Sebuah kelompok yang dipimpin oleh co-Founder dan CEO Tesla Elon Musk dilaporkan telah membuat tawaran untuk raksasa Kecerdasan Buatan (AI) OpenAI. Seperti dilaporkan oleh Wall Street Journal (WSJ), kelompok tersebut menawarkan $97,4 miliar untuk kontrol penuh atas pembuat ChatGPT.
Menurut laporan Wall Street Journal, Marc Toberoff, pengacara yang mewakili Elon Musk, telah mengajukan tawaran kepada dewan OpenAI. Tujuan dari tawaran sebesar $97,4 miliar adalah untuk mengembalikan organisasi nirlaba yang mengendalikan OpenAI ke akarnya. Ini termasuk reset untuk beroperasi sebagai "sumber terbuka, berfokus pada keselamatan untuk kebaikan."

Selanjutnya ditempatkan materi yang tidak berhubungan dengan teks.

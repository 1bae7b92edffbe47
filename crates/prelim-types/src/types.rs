use serde::{Deserialize, Serialize};

/// How strongly a requirement affects the ability to close
#[derive(Debug, Clone, Copy, PartialEq, Eq, Hash, PartialOrd, Ord, Serialize, Deserialize)]
pub enum Severity {
    Blocker,
    Material,
    Informational,
}

impl Severity {
    pub fn as_str(&self) -> &'static str {
        match self {
            Severity::Blocker => "Blocker",
            Severity::Material => "Material",
            Severity::Informational => "Informational",
        }
    }
}

/// Closed requirement taxonomy
#[derive(Debug, Clone, Copy, PartialEq, Eq, Hash, Serialize, Deserialize)]
#[serde(rename_all = "snake_case")]
pub enum RequirementType {
    StatementOfInformationHits,
    StatementOfInformation,
    SuspendedCorporationCure,
    LlcAuthority,
    CorporateAuthority,
    TrustCertification,
    SpousalJoinder,
    MultiBeneficiaryDemand,
    ReconveyancePackage,
    ReconveyanceConfirmation,
    HoaClearance,
    SubordinationAgreement,
    PayoffDemand,
    Unspecified,
}

impl RequirementType {
    pub const ALL: [RequirementType; 14] = [
        RequirementType::StatementOfInformationHits,
        RequirementType::StatementOfInformation,
        RequirementType::SuspendedCorporationCure,
        RequirementType::LlcAuthority,
        RequirementType::CorporateAuthority,
        RequirementType::TrustCertification,
        RequirementType::SpousalJoinder,
        RequirementType::MultiBeneficiaryDemand,
        RequirementType::ReconveyancePackage,
        RequirementType::ReconveyanceConfirmation,
        RequirementType::HoaClearance,
        RequirementType::SubordinationAgreement,
        RequirementType::PayoffDemand,
        RequirementType::Unspecified,
    ];

    /// Fixed severity carried by each type
    pub fn default_severity(&self) -> Severity {
        match self {
            RequirementType::StatementOfInformationHits
            | RequirementType::SuspendedCorporationCure
            | RequirementType::LlcAuthority
            | RequirementType::CorporateAuthority
            | RequirementType::TrustCertification
            | RequirementType::SpousalJoinder => Severity::Blocker,
            RequirementType::StatementOfInformation
            | RequirementType::MultiBeneficiaryDemand
            | RequirementType::ReconveyancePackage
            | RequirementType::ReconveyanceConfirmation
            | RequirementType::HoaClearance
            | RequirementType::SubordinationAgreement
            | RequirementType::PayoffDemand
            | RequirementType::Unspecified => Severity::Material,
        }
    }

    /// Wire name, e.g. `statement_of_information_hits`
    pub fn as_str(&self) -> &'static str {
        match self {
            RequirementType::StatementOfInformationHits => "statement_of_information_hits",
            RequirementType::StatementOfInformation => "statement_of_information",
            RequirementType::SuspendedCorporationCure => "suspended_corporation_cure",
            RequirementType::LlcAuthority => "llc_authority",
            RequirementType::CorporateAuthority => "corporate_authority",
            RequirementType::TrustCertification => "trust_certification",
            RequirementType::SpousalJoinder => "spousal_joinder",
            RequirementType::MultiBeneficiaryDemand => "multi_beneficiary_demand",
            RequirementType::ReconveyancePackage => "reconveyance_package",
            RequirementType::ReconveyanceConfirmation => "reconveyance_confirmation",
            RequirementType::HoaClearance => "hoa_clearance",
            RequirementType::SubordinationAgreement => "subordination_agreement",
            RequirementType::PayoffDemand => "payoff_demand",
            RequirementType::Unspecified => "unspecified",
        }
    }
}

#[derive(Debug, Clone, Copy, PartialEq, Eq, Serialize, Deserialize)]
pub struct Classification {
    #[serde(rename = "type")]
    pub requirement_type: RequirementType,
    pub severity: Severity,
}

/// Which input a record was read from
#[derive(Debug, Clone, Copy, PartialEq, Eq, Serialize, Deserialize)]
#[serde(rename_all = "snake_case")]
pub enum RecordSource {
    /// Raw extracted report text
    Document,
    /// The narrative summary
    Narrative,
}

#[derive(Debug, Clone, PartialEq, Serialize, Deserialize)]
#[serde(rename_all = "camelCase")]
pub struct RequirementRecord {
    pub item_numbers: Vec<u32>,
    pub raw: String,
    pub classification: Classification,
    pub source: RecordSource,
}

/// Cheat-sheet entry for the closing agent
#[derive(Debug, Clone, PartialEq, Serialize, Deserialize)]
#[serde(rename_all = "camelCase")]
pub struct AgentGuidanceItem {
    pub item_numbers: Vec<u32>,
    pub requirement_type: RequirementType,
    pub label: String,
    pub severity: Severity,
    pub why_it_matters: String,
    pub responsible_party: String,
    pub timing: String,
    pub talking_point: String,
}

#[derive(Debug, Clone, Copy, PartialEq, Eq, Serialize, Deserialize)]
#[serde(rename_all = "snake_case")]
pub enum ComplexityLevel {
    High,
    Moderate,
    Lower,
}

impl ComplexityLevel {
    pub fn label(&self) -> &'static str {
        match self {
            ComplexityLevel::High => "High complexity",
            ComplexityLevel::Moderate => "Moderate complexity",
            ComplexityLevel::Lower => "Lower complexity",
        }
    }
}

#[derive(Debug, Clone, PartialEq, Eq, Serialize, Deserialize)]
#[serde(rename_all = "camelCase")]
pub struct ComplexitySummary {
    pub blockers: usize,
    pub material: usize,
    pub informational: usize,
    pub level: ComplexityLevel,
    pub label: String,
}

/// Section titles in canonical display order, plus the pass-through bucket
#[derive(Debug, Clone, Copy, PartialEq, Eq, PartialOrd, Ord, Hash, Serialize, Deserialize)]
pub enum SectionTitle {
    Requirements,
    Summary,
    Property,
    Liens,
    Taxes,
    #[serde(rename = "Other Findings")]
    OtherFindings,
    #[serde(rename = "Document Status")]
    DocumentStatus,
    /// Content found outside every known header
    Other,
}

impl SectionTitle {
    /// The seven headers the narrative protocol defines, in canonical order
    pub const CANONICAL: [SectionTitle; 7] = [
        SectionTitle::Requirements,
        SectionTitle::Summary,
        SectionTitle::Property,
        SectionTitle::Liens,
        SectionTitle::Taxes,
        SectionTitle::OtherFindings,
        SectionTitle::DocumentStatus,
    ];

    pub fn display_name(&self) -> &'static str {
        match self {
            SectionTitle::Requirements => "Requirements",
            SectionTitle::Summary => "Summary",
            SectionTitle::Property => "Property",
            SectionTitle::Liens => "Liens",
            SectionTitle::Taxes => "Taxes",
            SectionTitle::OtherFindings => "Other Findings",
            SectionTitle::DocumentStatus => "Document Status",
            SectionTitle::Other => "Other",
        }
    }

    /// Literal header line in the narrative; `None` for the synthetic bucket
    pub fn header(&self) -> Option<&'static str> {
        match self {
            SectionTitle::Requirements => Some("REQUIREMENTS"),
            SectionTitle::Summary => Some("SUMMARY"),
            SectionTitle::Property => Some("PROPERTY INFORMATION"),
            SectionTitle::Liens => Some("LIENS AND ENCUMBRANCES"),
            SectionTitle::Taxes => Some("TAXES AND ASSESSMENTS"),
            SectionTitle::OtherFindings => Some("OTHER FINDINGS"),
            SectionTitle::DocumentStatus => Some("DOCUMENT STATUS"),
            SectionTitle::Other => None,
        }
    }

    pub fn icon(&self) -> &'static str {
        match self {
            SectionTitle::Requirements => "clipboard-check",
            SectionTitle::Summary => "file-text",
            SectionTitle::Property => "home",
            SectionTitle::Liens => "landmark",
            SectionTitle::Taxes => "receipt",
            SectionTitle::OtherFindings => "search",
            SectionTitle::DocumentStatus => "info",
            SectionTitle::Other => "file",
        }
    }

    pub fn border_color(&self) -> &'static str {
        match self {
            SectionTitle::Requirements => "#dc2626",
            SectionTitle::Summary => "#2563eb",
            SectionTitle::Property => "#0891b2",
            SectionTitle::Liens => "#ea580c",
            SectionTitle::Taxes => "#ca8a04",
            SectionTitle::OtherFindings => "#7c3aed",
            SectionTitle::DocumentStatus => "#64748b",
            SectionTitle::Other => "#94a3b8",
        }
    }
}

#[derive(Debug, Clone, PartialEq, Eq, Serialize, Deserialize)]
#[serde(rename_all = "camelCase")]
pub struct DocumentSection {
    pub title: SectionTitle,
    pub icon: String,
    pub border_color: String,
    pub item_count: usize,
    pub preview: String,
    pub content: String,
}
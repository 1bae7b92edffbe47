//! Error types for the title report server

use axum::{
    extract::rejection::JsonRejection,
    http::StatusCode,
    response::{IntoResponse, Response},
    Json,
};
use serde::Serialize;
use thiserror::Error;

/// Server error types
#[derive(Error, Debug)]
pub enum ServerError {
    #[error("Invalid request: {0}")]
    InvalidRequest(String),

    #[error("Payload too large: {0}")]
    PayloadTooLarge(String),

    #[error("Internal error: {0}")]
    Internal(String),
}

/// Error response body
#[derive(Serialize)]
struct ErrorResponse {
    success: bool,
    error: String,
    code: String,
}

impl IntoResponse for ServerError {
    fn into_response(self) -> Response {
        let (status, code, message) = match self {
            ServerError::InvalidRequest(msg) => (StatusCode::BAD_REQUEST, "INVALID_REQUEST", msg),
            ServerError::PayloadTooLarge(msg) => {
                (StatusCode::PAYLOAD_TOO_LARGE, "PAYLOAD_TOO_LARGE", msg)
            }
            ServerError::Internal(msg) => {
                (StatusCode::INTERNAL_SERVER_ERROR, "INTERNAL_ERROR", msg)
            }
        };

        let body = ErrorResponse {
            success: false,
            error: message,
            code: code.to_string(),
        };

        (status, Json(body)).into_response()
    }
}

impl From<JsonRejection> for ServerError {
    fn from(rejection: JsonRejection) -> Self {
        if rejection.status() == StatusCode::PAYLOAD_TOO_LARGE {
            ServerError::PayloadTooLarge(rejection.body_text())
        } else {
            ServerError::InvalidRequest(rejection.body_text())
        }
    }
}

CEO OpenAI Menanggapi Elon Musk
Ketika laporan WSJ membuat berita utama, Sam Altman telah menanggapi Elon Musk melalui platform X milik yang terakhir. Dalam posnya, Sam Altman berkata, “tidak terima kasih tetapi kami akan membeli twitter seharga $9,74 miliar jika Anda mau. Meskipun masih belum jelas dasar apa yang digunakan CEO OpenAI untuk menilai X, jelas bahwa ia tidak menerima tawaran tersebut.
Perlu dicatat bahwa tawaran sebesar $97,4 miliar adalah jumlah yang lebih kecil dibandingkan dengan proyeksi valuasi sebesar $340 miliar untuk OpenAI. Meskipun masih belum pasti bagaimana reaksi dewan terhadap tawaran tersebut, jika disetujui, ini akan menandai akuisisi besar yang dipimpin oleh Elon Musk sejak akuisisi X senilai $44 miliar, yang sebelumnya dikenal sebagai Twitter Inc.
Tawaran kelompok yang dipimpin Elon Musk telah memicu percakapan yang semakin berkembang di X, memfokuskan kembali sorotan pada inovasi berbasis AI.